One of cementum's most clinically important properties is its resistance to resorption. Unlike bone, which undergoes continuous remodeling through coupled osteoclast-osteoblast activity, cementum is more resistant to osteoclastic resorption, a property that serves a critical function: it prevents the root from being resorbed when orthodontic forces are applied. During orthodontic tooth movement, the applied force creates areas of pressure and tension within the PDL. On the pressure side, bone-resorbing osteoclasts are recruited and activated, removing alveolar bone to create space for tooth movement. If cementum were as susceptible to resorption as bone, the root itself would be destroyed by the same forces. The relative resistance of cementum — attributed to its dense, highly mineralized surface layer and the presence of anti-resorptive proteins such as osteoprotegerin expressed by cementoblasts — ensures that orthodontic force preferentially removes bone while sparing the root, allowing the tooth to move through bone without destroying itself.

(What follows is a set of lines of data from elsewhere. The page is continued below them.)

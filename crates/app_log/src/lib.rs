//! ImageTagger Logging & Observability Module
//!
//! Provides structured logging, panic handling, crash reports, and deadlock detection.

mod panic_hook;
mod logging;

pub use panic_hook::init_panic_hook;
pub use logging::{init_logging, cleanup_old_logs, cleanup_logs_in};

use std::path::PathBuf;
use directories::ProjectDirs;

/// Application name used for data directories and crash dumps
pub const APP_NAME: &str = "ImageTagger";

/// Get the application log directory
pub fn log_dir() -> PathBuf {
    ProjectDirs::from("com", APP_NAME, APP_NAME)
        .map(|dirs| dirs.data_dir().join("logs"))
        .unwrap_or_else(|| PathBuf::from("./logs"))
}

/// Initialize all observability features
pub fn init() -> anyhow::Result<()> {
    init_logging()?;
    init_panic_hook();

    #[cfg(debug_assertions)]
    init_deadlock_detector();

    Ok(())
}

#[cfg(debug_assertions)]
fn init_deadlock_detector() {
    use std::thread;
    use std::time::Duration;

    let spawned = thread::Builder::new()
        .name("deadlock-detector".into())
        .spawn(|| loop {
            thread::sleep(Duration::from_secs(10));
            let deadlocks = parking_lot::deadlock::check_deadlock();
            if deadlocks.is_empty() {
                continue;
            }
            tracing::error!(count = deadlocks.len(), "Deadlock detected");
            for (i, threads) in deadlocks.iter().enumerate() {
                for t in threads {
                    tracing::error!(deadlock = i, thread_id = ?t.thread_id(), "{:#?}", t.backtrace());
                }
            }
        });

    if let Err(e) = spawned {
        tracing::warn!("Failed to start deadlock detector: {}", e);
    }
}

However, cementum resorption can and does occur under excessive orthodontic forces, particularly when forces exceed the biological threshold of 20-26 grams per square centimeter of root surface area. This is the cellular basis of orthodontically induced inflammatory root resorption (OIIRR), a common iatrogenic complication that can result in permanent loss of root length if forces are not properly calibrated. The repair mechanism relies on cementoblasts migrating into the resorption lacunae and depositing new cementum — a process that requires weeks to months and is only effective if the force is reduced or removed before the resorption exceeds the repair capacity.
Throughout life, cementum continues to thicken — unlike enamel, which cannot be replaced once formed. By age 60, the total cementum thickness can increase from its adolescent value of approximately 50-100 micrometers to 200-600 micrometers, and in some individuals it exceeds 1,000 micrometers at the root apex. This apposition compensates for the passive eruption of the tooth — the slow, continuous coronal movement that occurs as occlusal enamel wears — and helps maintain the attachment of the periodontal ligament fibers.
In periodontitis, however, the exposed cementum on the root surface undergoes pathological changes. When the periodontal pocket deepens and the root surface is exposed to the oral environment — and to the bacterial biofilm within the pocket — the cementum absorbs bacterial endotoxins (lipopolysaccharides, or LPS) into its surface layers. These endotoxins can penetrate 10 to 50 micrometers into the cementum, creating a reservoir of inflammatory stimulus that persists even after mechanical debridement (scaling and root planing). This contaminated cementum must be physically removed — either by thorough scaling, which removes the superficial contaminated layer, or by root planing, which shaves the root surface to expose clean, endotoxin-free cementum. This is the rationale for the aggressiveness of root planing in periodontal therapy: visible removal of cementum is not a side effect; it is the treatment goal, eliminating the endotoxin-laden surface that perpetuates inflammation and prevents reattachment of the junctional epithelium.